Squid Games In Review: 07/20/09

Three point eight inches. The diameter of a softball. Games and championships are decided by less than this margin. The two strike sinker from COOLHAND dropped into the dirt behind home plate after the mighty swing and whiff of the six foot, two hundred and fifty pound batter missed the ball by a full three point eight inches, maintaining the zero-zero tie ballgame.

That was the third out of the top of the first inning. In the subsequent half-inning, the Squids opened up a twenty run lead after CHUNSLIN smashed a five run homer to deep left field, scoring MANNY FRESH, PAYNIS, JENNIE and BEASTOR-X, who scored from his post as third base coach.

Further highlights included: MOTORBOAT scoring from first on a expertly placed suicide squeeze by JENNIE (and a gutsy call by the PANCAKE MASTER); SAK calling his shot à la Babe Ruth on a bloop single to left (the shotcall even included an impressive rainbow motion) and OBLIVIA’s triple to right, which drove in BEASTOR-X and drove an entire (Cherokee) Nation to demand a curtain call. OBLIVIA was called out at home plate on PAYNIS‘ single despite beating the throw home by a stride.

The SQUIDBONG! had to sit the game out on the bench with a right oblique strain, or so we were informed by SWITCHBLADE, who was filling in as team doctor after regular team physicians Dr. Zaius, Dr. Feelgood and Dr. Pepper were paged to their respective ERs after a ferry accident. SWITCHBLADE offered to perform emergency personality transplants on the opposing team, who declined because they believed the procedure might interfere with their softball fundamentals.

The SQUIDS will look to add another game to their seven game division lead next Monday night.

-SAK, #71

Squid Games In Review: 07/14/09

It was a particularly bright and muggy Tuesday afternoon. Sweat dripped from the brows of every Squid as they took their positions on the field. We had little Squids to spare, but we had just what we needed. On what might have been the worst of fields the Squids had ever played on that season, magic began to take place. Stunning plays by PAYNIS at first base paired with glorious catches by all-star pitcher COOLHAND to shut out the first inning, I knew these opposing chumps were in for a treat.

As we made our way in to bat, crowds of fans cheered from the stands holding signs saying, “Squidball or bust!” and “I want to have your baby PANCAKE MASTER!” and “GO SQUIDS!” SWITCHBLADE decided to bust out his favorite crowd pleaser as he made his way in, a double cartwheel, triple axle, summersault with a roll and tuck to finish. The crowd’s cheers could be heard for miles.
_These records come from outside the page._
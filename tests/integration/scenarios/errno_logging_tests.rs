use crate::infrastructure::{assert_exit_code, assert_stdout_contains, ProbeHarness};
use anyhow::Result;
use std::time::Duration;

const LIMIT: Duration = Duration::from_secs(15);

#[tokio::test]
async fn test_errno_table_counts_expected_values() -> Result<()> {
    let _ = tracing_subscriber::fmt().with_test_writer().try_init();

    let mut harness = ProbeHarness::new()?;
    let output = harness.run_probe(&["-e", "-i", "4"], LIMIT).await?;

    assert_exit_code(&output, 0);
    assert_stdout_contains(&output, "INFO  :  ERRNO EEXIST(17): received 4 times");
    assert!(!output.stdout.contains("(not expected)"));
    Ok(())
}

#[tokio::test]
async fn test_no_errno_table_without_flag() -> Result<()> {
    let mut harness = ProbeHarness::new()?;
    let output = harness.run_probe(&["-i", "2"], LIMIT).await?;

    assert_exit_code(&output, 0);
    assert!(!output.stdout.contains("ERRNO"));
    Ok(())
}

#[tokio::test]
async fn test_timing_summary() -> Result<()> {
    let mut harness = ProbeHarness::new()?;
    let output = harness.run_probe(&["-t", "-i", "2"], LIMIT).await?;

    assert_exit_code(&output, 0);
    // getpid plus two mkdir calls per iteration.
    assert_stdout_contains(&output, "timing: 6 calls");
    Ok(())
}

#[tokio::test]
async fn test_functional_checks_can_be_disabled() -> Result<()> {
    let mut harness = ProbeHarness::new()?;
    let output = harness.run_probe(&["-f"], LIMIT).await?;

    assert_exit_code(&output, 0);
    assert_stdout_contains(&output, "PASS  :  getpid returned\n");
    assert_stdout_contains(&output, "PASS  :  wrote probe.1");
    Ok(())
}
Our first at bat we scored an incredible 456 runs. DONRUSS made an impressive 75 home runs, but that didn’t top BUBBLE KING’s 201 RBIs. We had a slight lead after the first but we knew we would have to remain focused if we were going to win this one.

The game continued on as we shut out the opposing team in the 2nd, 3rd, 4th, 5th and 6th innings. As we took the field for the 7th we knew we had to play like we had never played before. We lead 3,987 to nothing and knew at any moment our opposing team could clench it in this final inning. The first at bat hit a line drive to right field, MMM-MMM acted fast, stopped it midfield and threw to 2nd to keep the runner from advancing. The crowd now began to chant, “Lets go Squ-ids, lets go!” (clap-clap) “Lets go Squ-ids, lets go!” (clap-clap).

The second batter was up. The outfield moved in and took their positions. The batter hit an unexpected pop up far into center field and KRUKKER was on the move. He dove, right arm extended into the grassy terrain to successfully catch the ball, popped right back up and threw to PAYNIS as the runner slid to first and what a play by PAYNIS and KRUKKER!  A beautiful two out at bat and we were ready for the last out.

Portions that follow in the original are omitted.